■ WORK REQUIRED: Go through the records below and copy out every line that contains the word "storage".

-*-

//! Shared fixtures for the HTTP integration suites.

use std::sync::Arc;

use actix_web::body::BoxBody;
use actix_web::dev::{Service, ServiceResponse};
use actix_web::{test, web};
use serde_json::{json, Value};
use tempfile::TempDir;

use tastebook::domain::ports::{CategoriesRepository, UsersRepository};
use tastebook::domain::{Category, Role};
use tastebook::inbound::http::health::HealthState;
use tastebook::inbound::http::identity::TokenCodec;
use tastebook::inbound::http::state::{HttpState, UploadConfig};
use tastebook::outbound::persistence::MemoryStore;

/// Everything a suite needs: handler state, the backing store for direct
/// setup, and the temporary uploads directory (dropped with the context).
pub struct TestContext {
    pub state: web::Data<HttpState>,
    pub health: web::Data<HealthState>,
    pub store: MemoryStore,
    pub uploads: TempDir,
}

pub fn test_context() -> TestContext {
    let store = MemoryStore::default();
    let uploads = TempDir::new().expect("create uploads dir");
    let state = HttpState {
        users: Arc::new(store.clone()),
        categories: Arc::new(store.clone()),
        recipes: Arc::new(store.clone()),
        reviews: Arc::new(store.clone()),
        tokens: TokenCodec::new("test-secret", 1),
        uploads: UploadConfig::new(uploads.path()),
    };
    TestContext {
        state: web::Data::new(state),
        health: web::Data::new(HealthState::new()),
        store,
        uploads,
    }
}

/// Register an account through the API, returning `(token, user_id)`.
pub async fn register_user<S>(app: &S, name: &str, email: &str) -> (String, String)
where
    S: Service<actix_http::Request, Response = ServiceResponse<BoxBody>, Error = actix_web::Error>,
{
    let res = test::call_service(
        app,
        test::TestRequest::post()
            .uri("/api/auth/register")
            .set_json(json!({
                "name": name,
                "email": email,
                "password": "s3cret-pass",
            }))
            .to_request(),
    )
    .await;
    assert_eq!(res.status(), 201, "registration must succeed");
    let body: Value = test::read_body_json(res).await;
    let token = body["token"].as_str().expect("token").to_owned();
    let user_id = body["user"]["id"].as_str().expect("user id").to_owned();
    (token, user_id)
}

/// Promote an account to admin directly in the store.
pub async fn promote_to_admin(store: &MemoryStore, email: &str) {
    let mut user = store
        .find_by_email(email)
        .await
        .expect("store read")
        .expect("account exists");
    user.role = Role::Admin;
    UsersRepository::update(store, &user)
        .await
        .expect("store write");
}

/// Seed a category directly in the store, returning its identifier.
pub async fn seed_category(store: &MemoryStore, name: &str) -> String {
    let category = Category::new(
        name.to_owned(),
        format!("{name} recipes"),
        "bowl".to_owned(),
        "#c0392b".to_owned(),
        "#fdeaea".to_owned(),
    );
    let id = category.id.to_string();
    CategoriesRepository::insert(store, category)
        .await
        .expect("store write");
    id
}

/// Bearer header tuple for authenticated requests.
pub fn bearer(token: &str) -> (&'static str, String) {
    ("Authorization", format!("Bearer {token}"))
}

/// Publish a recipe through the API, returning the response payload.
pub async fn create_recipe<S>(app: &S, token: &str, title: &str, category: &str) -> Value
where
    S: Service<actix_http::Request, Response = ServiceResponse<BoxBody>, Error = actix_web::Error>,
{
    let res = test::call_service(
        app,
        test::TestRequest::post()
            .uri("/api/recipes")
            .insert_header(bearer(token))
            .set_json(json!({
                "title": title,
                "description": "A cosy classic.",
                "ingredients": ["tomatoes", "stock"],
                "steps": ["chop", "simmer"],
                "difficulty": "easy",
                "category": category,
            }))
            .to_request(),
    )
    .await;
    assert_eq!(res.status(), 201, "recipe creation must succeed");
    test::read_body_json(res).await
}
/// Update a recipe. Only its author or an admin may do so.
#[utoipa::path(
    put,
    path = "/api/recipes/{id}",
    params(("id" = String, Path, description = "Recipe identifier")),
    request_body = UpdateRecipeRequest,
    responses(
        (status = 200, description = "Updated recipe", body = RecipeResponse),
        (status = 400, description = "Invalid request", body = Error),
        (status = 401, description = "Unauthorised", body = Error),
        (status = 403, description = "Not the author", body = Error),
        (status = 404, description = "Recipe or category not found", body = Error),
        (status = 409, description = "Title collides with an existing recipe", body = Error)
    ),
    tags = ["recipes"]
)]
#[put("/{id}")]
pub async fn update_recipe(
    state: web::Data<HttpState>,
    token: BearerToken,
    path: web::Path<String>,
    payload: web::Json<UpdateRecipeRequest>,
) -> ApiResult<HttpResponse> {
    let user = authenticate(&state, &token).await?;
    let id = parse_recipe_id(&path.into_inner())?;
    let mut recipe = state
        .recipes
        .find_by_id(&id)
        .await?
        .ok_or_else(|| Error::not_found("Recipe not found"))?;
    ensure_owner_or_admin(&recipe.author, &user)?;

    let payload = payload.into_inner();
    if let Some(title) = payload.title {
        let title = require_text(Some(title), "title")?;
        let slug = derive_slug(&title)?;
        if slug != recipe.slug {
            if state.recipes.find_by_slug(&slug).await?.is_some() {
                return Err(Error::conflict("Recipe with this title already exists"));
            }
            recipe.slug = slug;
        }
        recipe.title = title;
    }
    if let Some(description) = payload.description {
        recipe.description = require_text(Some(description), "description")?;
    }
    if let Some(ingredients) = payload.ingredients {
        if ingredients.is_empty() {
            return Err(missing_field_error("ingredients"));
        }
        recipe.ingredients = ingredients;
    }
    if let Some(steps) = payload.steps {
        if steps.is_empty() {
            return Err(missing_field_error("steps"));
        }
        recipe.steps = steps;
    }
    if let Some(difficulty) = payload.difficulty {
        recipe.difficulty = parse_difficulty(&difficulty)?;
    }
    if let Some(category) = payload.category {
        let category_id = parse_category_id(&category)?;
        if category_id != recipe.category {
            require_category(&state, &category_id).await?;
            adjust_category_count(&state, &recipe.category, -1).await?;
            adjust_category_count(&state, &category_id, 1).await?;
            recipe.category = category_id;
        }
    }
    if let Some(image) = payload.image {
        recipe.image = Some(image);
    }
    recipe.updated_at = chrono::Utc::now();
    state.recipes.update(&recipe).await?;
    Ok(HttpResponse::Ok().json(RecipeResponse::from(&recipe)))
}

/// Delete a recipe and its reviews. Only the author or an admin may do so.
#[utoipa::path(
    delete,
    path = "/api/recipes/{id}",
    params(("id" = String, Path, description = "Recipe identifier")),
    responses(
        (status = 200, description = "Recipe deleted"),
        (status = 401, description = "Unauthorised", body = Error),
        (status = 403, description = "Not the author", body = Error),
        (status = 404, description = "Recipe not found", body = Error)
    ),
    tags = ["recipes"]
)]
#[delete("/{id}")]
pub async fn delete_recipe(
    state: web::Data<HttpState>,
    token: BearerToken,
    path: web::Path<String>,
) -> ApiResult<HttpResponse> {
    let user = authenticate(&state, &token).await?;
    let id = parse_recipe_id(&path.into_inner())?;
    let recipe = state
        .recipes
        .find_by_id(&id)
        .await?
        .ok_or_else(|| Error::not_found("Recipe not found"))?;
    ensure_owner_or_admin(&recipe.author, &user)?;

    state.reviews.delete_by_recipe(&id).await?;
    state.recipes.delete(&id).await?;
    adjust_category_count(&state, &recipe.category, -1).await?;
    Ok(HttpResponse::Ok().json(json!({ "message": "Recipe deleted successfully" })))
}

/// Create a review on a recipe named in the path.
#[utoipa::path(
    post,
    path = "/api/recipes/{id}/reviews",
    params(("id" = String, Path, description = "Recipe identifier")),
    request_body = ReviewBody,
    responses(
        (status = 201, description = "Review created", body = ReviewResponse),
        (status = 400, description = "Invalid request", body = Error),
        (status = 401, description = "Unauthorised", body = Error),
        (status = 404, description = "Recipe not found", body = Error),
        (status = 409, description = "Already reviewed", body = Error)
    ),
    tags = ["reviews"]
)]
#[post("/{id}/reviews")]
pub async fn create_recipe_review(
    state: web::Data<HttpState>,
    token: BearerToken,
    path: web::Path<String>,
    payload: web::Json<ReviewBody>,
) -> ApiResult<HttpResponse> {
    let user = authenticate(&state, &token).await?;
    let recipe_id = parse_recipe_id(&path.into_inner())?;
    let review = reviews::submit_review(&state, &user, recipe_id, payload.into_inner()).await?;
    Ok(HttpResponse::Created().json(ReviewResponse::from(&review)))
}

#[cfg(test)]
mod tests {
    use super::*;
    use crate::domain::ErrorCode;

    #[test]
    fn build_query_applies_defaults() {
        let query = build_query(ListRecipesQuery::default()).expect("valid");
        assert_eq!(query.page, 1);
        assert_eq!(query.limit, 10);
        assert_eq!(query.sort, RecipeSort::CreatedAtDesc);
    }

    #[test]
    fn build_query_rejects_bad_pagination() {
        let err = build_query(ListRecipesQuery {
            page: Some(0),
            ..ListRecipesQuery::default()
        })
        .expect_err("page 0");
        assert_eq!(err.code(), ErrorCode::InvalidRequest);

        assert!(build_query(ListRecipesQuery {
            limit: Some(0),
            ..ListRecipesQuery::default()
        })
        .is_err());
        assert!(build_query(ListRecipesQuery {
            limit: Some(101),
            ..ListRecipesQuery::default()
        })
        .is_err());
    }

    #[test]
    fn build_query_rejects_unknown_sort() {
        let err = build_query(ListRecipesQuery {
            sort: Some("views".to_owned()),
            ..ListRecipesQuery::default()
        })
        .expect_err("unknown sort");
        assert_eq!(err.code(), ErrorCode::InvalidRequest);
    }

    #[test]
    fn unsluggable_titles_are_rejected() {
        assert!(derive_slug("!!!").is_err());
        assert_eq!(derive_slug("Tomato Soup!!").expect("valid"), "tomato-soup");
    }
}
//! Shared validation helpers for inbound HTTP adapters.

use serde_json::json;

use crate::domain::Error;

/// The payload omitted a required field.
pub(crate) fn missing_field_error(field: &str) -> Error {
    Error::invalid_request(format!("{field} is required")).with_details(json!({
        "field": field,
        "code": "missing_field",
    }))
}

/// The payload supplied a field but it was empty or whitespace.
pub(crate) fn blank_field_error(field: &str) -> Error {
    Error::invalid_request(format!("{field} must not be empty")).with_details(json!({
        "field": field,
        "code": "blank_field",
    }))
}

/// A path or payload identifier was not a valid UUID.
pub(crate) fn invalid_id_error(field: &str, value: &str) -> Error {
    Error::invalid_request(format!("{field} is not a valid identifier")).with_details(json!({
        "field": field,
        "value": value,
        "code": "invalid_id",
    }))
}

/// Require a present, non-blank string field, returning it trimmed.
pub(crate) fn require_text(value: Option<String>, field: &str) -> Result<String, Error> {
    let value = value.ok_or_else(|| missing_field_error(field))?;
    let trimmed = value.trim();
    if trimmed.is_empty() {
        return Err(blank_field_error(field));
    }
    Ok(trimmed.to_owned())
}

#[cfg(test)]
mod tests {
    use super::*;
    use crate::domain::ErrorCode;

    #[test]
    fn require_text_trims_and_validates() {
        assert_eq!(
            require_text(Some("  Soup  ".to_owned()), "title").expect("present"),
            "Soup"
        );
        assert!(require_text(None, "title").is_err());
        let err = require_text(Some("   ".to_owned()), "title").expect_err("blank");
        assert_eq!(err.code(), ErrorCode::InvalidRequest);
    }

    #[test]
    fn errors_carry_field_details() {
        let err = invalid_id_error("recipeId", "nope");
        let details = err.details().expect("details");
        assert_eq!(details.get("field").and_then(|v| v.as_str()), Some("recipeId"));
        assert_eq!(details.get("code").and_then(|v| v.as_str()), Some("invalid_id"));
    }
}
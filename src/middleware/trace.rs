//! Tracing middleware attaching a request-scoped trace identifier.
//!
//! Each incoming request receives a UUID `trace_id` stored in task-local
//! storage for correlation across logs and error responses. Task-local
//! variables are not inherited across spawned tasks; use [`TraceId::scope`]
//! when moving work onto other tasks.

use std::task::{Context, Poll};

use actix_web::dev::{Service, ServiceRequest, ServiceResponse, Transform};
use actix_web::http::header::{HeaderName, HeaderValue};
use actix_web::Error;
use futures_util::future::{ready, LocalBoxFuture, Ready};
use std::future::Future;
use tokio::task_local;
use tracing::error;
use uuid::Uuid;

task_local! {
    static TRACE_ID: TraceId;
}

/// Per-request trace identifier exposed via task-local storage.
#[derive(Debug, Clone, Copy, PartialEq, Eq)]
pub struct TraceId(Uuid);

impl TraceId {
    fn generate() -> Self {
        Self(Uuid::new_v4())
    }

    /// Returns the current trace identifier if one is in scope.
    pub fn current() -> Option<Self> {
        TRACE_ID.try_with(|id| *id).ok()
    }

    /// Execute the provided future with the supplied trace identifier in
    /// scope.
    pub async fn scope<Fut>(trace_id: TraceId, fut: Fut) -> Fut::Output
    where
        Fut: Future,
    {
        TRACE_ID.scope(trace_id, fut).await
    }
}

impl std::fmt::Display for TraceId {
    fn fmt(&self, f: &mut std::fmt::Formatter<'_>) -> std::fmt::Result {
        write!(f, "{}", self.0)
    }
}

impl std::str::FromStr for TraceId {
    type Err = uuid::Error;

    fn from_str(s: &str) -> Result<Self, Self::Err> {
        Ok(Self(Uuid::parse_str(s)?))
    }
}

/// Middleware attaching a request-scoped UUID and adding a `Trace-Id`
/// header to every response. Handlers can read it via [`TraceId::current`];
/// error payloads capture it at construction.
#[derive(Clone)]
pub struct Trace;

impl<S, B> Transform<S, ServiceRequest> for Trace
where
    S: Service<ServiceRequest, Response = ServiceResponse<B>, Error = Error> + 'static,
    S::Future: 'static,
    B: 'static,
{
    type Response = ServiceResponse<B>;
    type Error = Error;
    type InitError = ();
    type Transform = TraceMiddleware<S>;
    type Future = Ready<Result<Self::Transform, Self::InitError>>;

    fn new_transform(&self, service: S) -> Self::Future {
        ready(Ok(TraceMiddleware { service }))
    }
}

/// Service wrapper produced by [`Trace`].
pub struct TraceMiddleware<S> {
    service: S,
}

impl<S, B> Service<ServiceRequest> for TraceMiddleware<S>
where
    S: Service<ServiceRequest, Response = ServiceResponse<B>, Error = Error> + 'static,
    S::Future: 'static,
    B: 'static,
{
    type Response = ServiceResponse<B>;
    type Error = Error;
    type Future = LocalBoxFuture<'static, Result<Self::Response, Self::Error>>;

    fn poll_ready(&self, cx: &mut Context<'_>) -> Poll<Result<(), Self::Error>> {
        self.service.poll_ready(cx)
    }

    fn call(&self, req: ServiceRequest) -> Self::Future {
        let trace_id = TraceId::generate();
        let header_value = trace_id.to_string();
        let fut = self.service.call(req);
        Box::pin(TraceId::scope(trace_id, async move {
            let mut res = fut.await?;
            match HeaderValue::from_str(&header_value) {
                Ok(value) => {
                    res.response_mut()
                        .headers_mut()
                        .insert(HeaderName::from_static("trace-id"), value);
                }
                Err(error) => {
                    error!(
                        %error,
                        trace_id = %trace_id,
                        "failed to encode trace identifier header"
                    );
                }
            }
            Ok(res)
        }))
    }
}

-*-

■ WRITTEN ANSWER:
//! storage for correlation across logs and error responses. Task-local
/// Per-request trace identifier exposed via task-local storage.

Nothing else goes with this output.